OOS 7-6 - The ecophysiology of plant growth, survival, and reproduction in arid ecosystems

Tuesday, August 9, 2016: 9:50 AM
Grand Floridian Blrm E, Ft Lauderdale Convention Center
Travis E. Huxman, Ecology and Evolutionary Biology, University of California, Irvine, Irvine, CA
Background/Question/Methods

One of the fundamental questions currently challenging ecology is predicting future states of biological diversity.  For vegetation, such an issue is timely as information has practical application for decision-makers.  For example, understanding future biodiversity states is compelled either in the context of how responsive ecosystems may be to global change or in understanding the consequence of different conservation/restoration approaches to managing nature.  Recently, trait-based approaches, derived either from documenting known character variation associated with broad-scale macroecological patterns or inferring features of physical constraints on biological systems, have been used to predict and evaluate large-scale spatial and temporal patterns of vegetation.  For decision-making, much more fine -scale dynamics (e.g., plot-based demography, local composition, etc.), may be important, yet also much more difficult to produce.  In order to develop a better understanding of such fine-scale dynamics of plant populations and community composition, we have focused on linking long-term demographic and production data sets with detailed ecophysiology and growth analysis to discover trait-combinations that are based on functional relationships to the environment.

Results/Conclusions

Emerging from this approach is the importance of known life history trade-offs that have proven successful in predicting life history evolution and population dynamics in the context of the variable southwestern deserts.

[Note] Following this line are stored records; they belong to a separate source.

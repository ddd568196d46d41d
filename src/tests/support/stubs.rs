//! Default stand-ins for every use case. Tests swap in a real mock for the
//! handler under test; everything else answers with "not used in this test".

use async_trait::async_trait;
use uuid::Uuid;

use crate::modules::auth::application::ports::incoming::{
    LoginError, LoginRequest, LoginResponse, LoginUseCase, RefreshError, RefreshResponse,
    RefreshTokenUseCase,
};
use crate::modules::contact::application::ports::incoming::{
    SendContactEmailError, SendContactEmailUseCase,
};
use crate::modules::experience::application::ports::incoming::{
    CreateExperienceUseCase, DeleteExperienceUseCase, ExperienceError, ListExperiencesUseCase,
    UpdateExperienceUseCase,
};
use crate::modules::experience::application::ports::outgoing::{ExperienceData, ExperienceRecord};
use crate::modules::functions::application::ports::incoming::{
    GithubStatsFunctionError, GithubStatsFunctionUseCase, YoutubeDataFunctionError,
    YoutubeDataFunctionUseCase,
};
use crate::modules::functions::application::ports::outgoing::{GithubStats, VideoMetadata};
use crate::modules::post::application::ports::incoming::{
    CreatePostUseCase, DeletePostUseCase, GetPublishedPostUseCase, ListAllPostsUseCase,
    ListPublishedPostsUseCase, PostError, UpdatePostUseCase,
};
use crate::modules::post::application::ports::outgoing::{PostData, PostRecord};
use crate::modules::profile::application::ports::incoming::{
    GetProfileError, GetProfileUseCase, UpsertProfileError, UpsertProfileUseCase,
};
use crate::modules::profile::application::ports::outgoing::ProfileRecord;
use crate::modules::project::application::ports::incoming::{
    CreateProjectUseCase, DeleteProjectUseCase, ListProjectsUseCase, ProjectError,
    RefreshProjectStatsError, RefreshProjectStatsUseCase, UpdateProjectUseCase,
};
use crate::modules::project::application::ports::outgoing::{ProjectData, ProjectRecord};
use crate::modules::skill::application::ports::incoming::{
    CreateFeaturedSkillError, CreateFeaturedSkillUseCase, CreateSkillUseCase,
    DeleteFeaturedSkillUseCase, DeleteSkillUseCase, ListFeaturedSkillsUseCase, ListSkillsUseCase,
    SkillError, UpdateFeaturedSkillUseCase, UpdateSkillUseCase,
};
use crate::modules::skill::application::ports::outgoing::{
    FeaturedSkillData, FeaturedSkillRecord, SkillRecord,
};
use crate::shared::validation::SkillData;
use crate::modules::storage::application::ports::incoming::{
    CreateUploadError, CreateUploadUseCase, UploadRequest, UploadTicket,
};
use crate::modules::video::application::ports::incoming::{
    CreateVideoUseCase, DeleteVideoUseCase, ListVideosUseCase, RefreshVideoMetadataError,
    RefreshVideoMetadataUseCase, ReorderVideosError, ReorderVideosUseCase, UpdateVideoUseCase,
    VideoError,
};
use crate::modules::video::application::ports::outgoing::{VideoData, VideoRecord};
use crate::shared::validation::{ContactData, ProfileData};

const UNUSED: &str = "not used in this test";

// ── auth ────────────────────────────────────────────────────────────────

pub struct StubLoginUseCase;

#[async_trait]
impl LoginUseCase for StubLoginUseCase {
    async fn execute(&self, _request: LoginRequest) -> Result<LoginResponse, LoginError> {
        Err(LoginError::InvalidCredentials)
    }
}

pub struct StubRefreshTokenUseCase;

#[async_trait]
impl RefreshTokenUseCase for StubRefreshTokenUseCase {
    async fn execute(&self, _refresh_token: &str) -> Result<RefreshResponse, RefreshError> {
        Err(RefreshError::InvalidToken)
    }
}

// ── profile ─────────────────────────────────────────────────────────────

pub struct StubGetProfileUseCase;

#[async_trait]
impl GetProfileUseCase for StubGetProfileUseCase {
    async fn execute(&self) -> Result<ProfileRecord, GetProfileError> {
        Err(GetProfileError::NotFound)
    }
}

pub struct StubUpsertProfileUseCase;

#[async_trait]
impl UpsertProfileUseCase for StubUpsertProfileUseCase {
    async fn execute(
        &self,
        _owner: Uuid,
        _data: ProfileData,
    ) -> Result<ProfileRecord, UpsertProfileError> {
        Err(UpsertProfileError::RepositoryError(UNUSED.to_string()))
    }
}

// ── skill ───────────────────────────────────────────────────────────────

pub struct StubListSkillsUseCase;

#[async_trait]
impl ListSkillsUseCase for StubListSkillsUseCase {
    async fn execute(&self) -> Result<Vec<SkillRecord>, SkillError> {
        Ok(vec![])
    }
}

pub struct StubCreateSkillUseCase;

#[async_trait]
impl CreateSkillUseCase for StubCreateSkillUseCase {
    async fn execute(&self, _owner: Uuid, _data: SkillData) -> Result<SkillRecord, SkillError> {
        Err(SkillError::RepositoryError(UNUSED.to_string()))
    }
}

pub struct StubUpdateSkillUseCase;

#[async_trait]
impl UpdateSkillUseCase for StubUpdateSkillUseCase {
    async fn execute(
        &self,
        _owner: Uuid,
        _id: Uuid,
        _data: SkillData,
    ) -> Result<SkillRecord, SkillError> {
        Err(SkillError::NotFound)
    }
}

pub struct StubDeleteSkillUseCase;

#[async_trait]
impl DeleteSkillUseCase for StubDeleteSkillUseCase {
    async fn execute(&self, _owner: Uuid, _id: Uuid) -> Result<(), SkillError> {
        Err(SkillError::NotFound)
    }
}

pub struct StubListFeaturedSkillsUseCase;

#[async_trait]
impl ListFeaturedSkillsUseCase for StubListFeaturedSkillsUseCase {
    async fn execute(&self) -> Result<Vec<FeaturedSkillRecord>, SkillError> {
        Ok(vec![])
    }
}

pub struct StubCreateFeaturedSkillUseCase;

#[async_trait]
impl CreateFeaturedSkillUseCase for StubCreateFeaturedSkillUseCase {
    async fn execute(
        &self,
        _owner: Uuid,
        _data: FeaturedSkillData,
    ) -> Result<FeaturedSkillRecord, CreateFeaturedSkillError> {
        Err(CreateFeaturedSkillError::RepositoryError(UNUSED.to_string()))
    }
}

pub struct StubUpdateFeaturedSkillUseCase;

#[async_trait]
impl UpdateFeaturedSkillUseCase for StubUpdateFeaturedSkillUseCase {
    async fn execute(
        &self,
        _owner: Uuid,
        _id: Uuid,
        _data: FeaturedSkillData,
    ) -> Result<FeaturedSkillRecord, SkillError> {
        Err(SkillError::NotFound)
    }
}

pub struct StubDeleteFeaturedSkillUseCase;

#[async_trait]
impl DeleteFeaturedSkillUseCase for StubDeleteFeaturedSkillUseCase {
    async fn execute(&self, _owner: Uuid, _id: Uuid) -> Result<(), SkillError> {
        Err(SkillError::NotFound)
    }
}

// ── experience ──────────────────────────────────────────────────────────

pub struct StubListExperiencesUseCase;

#[async_trait]
impl ListExperiencesUseCase for StubListExperiencesUseCase {
    async fn execute(&self) -> Result<Vec<ExperienceRecord>, ExperienceError> {
        Ok(vec![])
    }
}

pub struct StubCreateExperienceUseCase;

#[async_trait]
impl CreateExperienceUseCase for StubCreateExperienceUseCase {
    async fn execute(
        &self,
        _owner: Uuid,
        _data: ExperienceData,
    ) -> Result<ExperienceRecord, ExperienceError> {
        Err(ExperienceError::RepositoryError(UNUSED.to_string()))
    }
}

pub struct StubUpdateExperienceUseCase;

#[async_trait]
impl UpdateExperienceUseCase for StubUpdateExperienceUseCase {
    async fn execute(
        &self,
        _owner: Uuid,
        _id: Uuid,
        _data: ExperienceData,
    ) -> Result<ExperienceRecord, ExperienceError> {
        Err(ExperienceError::NotFound)
    }
}

pub struct StubDeleteExperienceUseCase;

#[async_trait]
impl DeleteExperienceUseCase for StubDeleteExperienceUseCase {
    async fn execute(&self, _owner: Uuid, _id: Uuid) -> Result<(), ExperienceError> {
        Err(ExperienceError::NotFound)
    }
}

// ── project ─────────────────────────────────────────────────────────────

pub struct StubListProjectsUseCase;

#[async_trait]
impl ListProjectsUseCase for StubListProjectsUseCase {
    async fn execute(&self) -> Result<Vec<ProjectRecord>, ProjectError> {
        Ok(vec![])
    }
}

pub struct StubCreateProjectUseCase;

#[async_trait]
impl CreateProjectUseCase for StubCreateProjectUseCase {
    async fn execute(
        &self,
        _owner: Uuid,
        _data: ProjectData,
    ) -> Result<ProjectRecord, ProjectError> {
        Err(ProjectError::RepositoryError(UNUSED.to_string()))
    }
}

pub struct StubUpdateProjectUseCase;

#[async_trait]
impl UpdateProjectUseCase for StubUpdateProjectUseCase {
    async fn execute(
        &self,
        _owner: Uuid,
        _id: Uuid,
        _data: ProjectData,
    ) -> Result<ProjectRecord, ProjectError> {
        Err(ProjectError::NotFound)
    }
}

pub struct StubDeleteProjectUseCase;

#[async_trait]
impl DeleteProjectUseCase for StubDeleteProjectUseCase {
    async fn execute(&self, _owner: Uuid, _id: Uuid) -> Result<(), ProjectError> {
        Err(ProjectError::NotFound)
    }
}

pub struct StubRefreshProjectStatsUseCase;

#[async_trait]
impl RefreshProjectStatsUseCase for StubRefreshProjectStatsUseCase {
    async fn execute(
        &self,
        _owner: Uuid,
        _id: Uuid,
    ) -> Result<ProjectRecord, RefreshProjectStatsError> {
        Err(RefreshProjectStatsError::NotFound)
    }
}

// ── video ───────────────────────────────────────────────────────────────

pub struct StubListVideosUseCase;

#[async_trait]
impl ListVideosUseCase for StubListVideosUseCase {
    async fn execute(&self) -> Result<Vec<VideoRecord>, VideoError> {
        Ok(vec![])
    }
}

pub struct StubCreateVideoUseCase;

#[async_trait]
impl CreateVideoUseCase for StubCreateVideoUseCase {
    async fn execute(&self, _owner: Uuid, _data: VideoData) -> Result<VideoRecord, VideoError> {
        Err(VideoError::RepositoryError(UNUSED.to_string()))
    }
}

pub struct StubUpdateVideoUseCase;

#[async_trait]
impl UpdateVideoUseCase for StubUpdateVideoUseCase {
    async fn execute(
        &self,
        _owner: Uuid,
        _id: Uuid,
        _data: VideoData,
    ) -> Result<VideoRecord, VideoError> {
        Err(VideoError::NotFound)
    }
}

pub struct StubDeleteVideoUseCase;

#[async_trait]
impl DeleteVideoUseCase for StubDeleteVideoUseCase {
    async fn execute(&self, _owner: Uuid, _id: Uuid) -> Result<(), VideoError> {
        Err(VideoError::NotFound)
    }
}

pub struct StubReorderVideosUseCase;

#[async_trait]
impl ReorderVideosUseCase for StubReorderVideosUseCase {
    async fn execute(&self, _owner: Uuid, _ids: Vec<Uuid>) -> Result<(), ReorderVideosError> {
        Err(ReorderVideosError::RepositoryError(UNUSED.to_string()))
    }
}

pub struct StubRefreshVideoMetadataUseCase;

#[async_trait]
impl RefreshVideoMetadataUseCase for StubRefreshVideoMetadataUseCase {
    async fn execute(
        &self,
        _owner: Uuid,
        _id: Uuid,
    ) -> Result<VideoRecord, RefreshVideoMetadataError> {
        Err(RefreshVideoMetadataError::NotFound)
    }
}

// ── post ────────────────────────────────────────────────────────────────

pub struct StubListPublishedPostsUseCase;

#[async_trait]
impl ListPublishedPostsUseCase for StubListPublishedPostsUseCase {
    async fn execute(&self) -> Result<Vec<PostRecord>, PostError> {
        Ok(vec![])
    }
}

pub struct StubGetPublishedPostUseCase;

#[async_trait]
impl GetPublishedPostUseCase for StubGetPublishedPostUseCase {
    async fn execute(&self, _id: Uuid) -> Result<PostRecord, PostError> {
        Err(PostError::NotFound)
    }
}

pub struct StubListAllPostsUseCase;

#[async_trait]
impl ListAllPostsUseCase for StubListAllPostsUseCase {
    async fn execute(&self) -> Result<Vec<PostRecord>, PostError> {
        Ok(vec![])
    }
}

pub struct StubCreatePostUseCase;

#[async_trait]
impl CreatePostUseCase for StubCreatePostUseCase {
    async fn execute(&self, _owner: Uuid, _data: PostData) -> Result<PostRecord, PostError> {
        Err(PostError::RepositoryError(UNUSED.to_string()))
    }
}

pub struct StubUpdatePostUseCase;

#[async_trait]
impl UpdatePostUseCase for StubUpdatePostUseCase {
    async fn execute(
        &self,
        _owner: Uuid,
        _id: Uuid,
        _data: PostData,
    ) -> Result<PostRecord, PostError> {
        Err(PostError::NotFound)
    }
}

pub struct StubDeletePostUseCase;

#[async_trait]
impl DeletePostUseCase for StubDeletePostUseCase {
    async fn execute(&self, _owner: Uuid, _id: Uuid) -> Result<(), PostError> {
        Err(PostError::NotFound)
    }
}

// ── functions ───────────────────────────────────────────────────────────

pub struct StubGithubStatsFunctionUseCase;

#[async_trait]
impl GithubStatsFunctionUseCase for StubGithubStatsFunctionUseCase {
    async fn execute(&self, _github_url: &str) -> Result<GithubStats, GithubStatsFunctionError> {
        Err(GithubStatsFunctionError::UpstreamError(UNUSED.to_string()))
    }
}

pub struct StubYoutubeDataFunctionUseCase;

#[async_trait]
impl YoutubeDataFunctionUseCase for StubYoutubeDataFunctionUseCase {
    async fn execute(
        &self,
        _youtube_url: &str,
    ) -> Result<VideoMetadata, YoutubeDataFunctionError> {
        Err(YoutubeDataFunctionError::UpstreamError(UNUSED.to_string()))
    }
}

// ── contact ─────────────────────────────────────────────────────────────

pub struct StubSendContactEmailUseCase;

#[async_trait]
impl SendContactEmailUseCase for StubSendContactEmailUseCase {
    async fn execute(&self, _message: ContactData) -> Result<(), SendContactEmailError> {
        Err(SendContactEmailError::SendFailed(UNUSED.to_string()))
    }
}

// ── storage ─────────────────────────────────────────────────────────────

pub struct StubCreateUploadUseCase;

#[async_trait]
impl CreateUploadUseCase for StubCreateUploadUseCase {
    async fn execute(
        &self,
        _owner: Uuid,
        _request: UploadRequest,
    ) -> Result<UploadTicket, CreateUploadError> {
        Err(CreateUploadError::SignFailed(UNUSED.to_string()))
    }
}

Carefully considering how species organize around a general trade-off between growth rate and stress tolerance in arid-land systems has illuminated a number of trait-combinations that are useful at making predictions of vegetation response to long-term diversity trends and species response to contemporary climate change.  We find that plants often can be categorized by their response to resource input, either employing morphological versus physiological approaches to translate resources into biomass (and thus fecundity).  At the same time, in a variable environment, phenological constraints can reduce the risk of poor performance in a given year, which when combined with the strategies above, result in unique sets of trait combinations that provide a diversity of distinct approaches to establishment, growth, survival, and reproduction in deserts.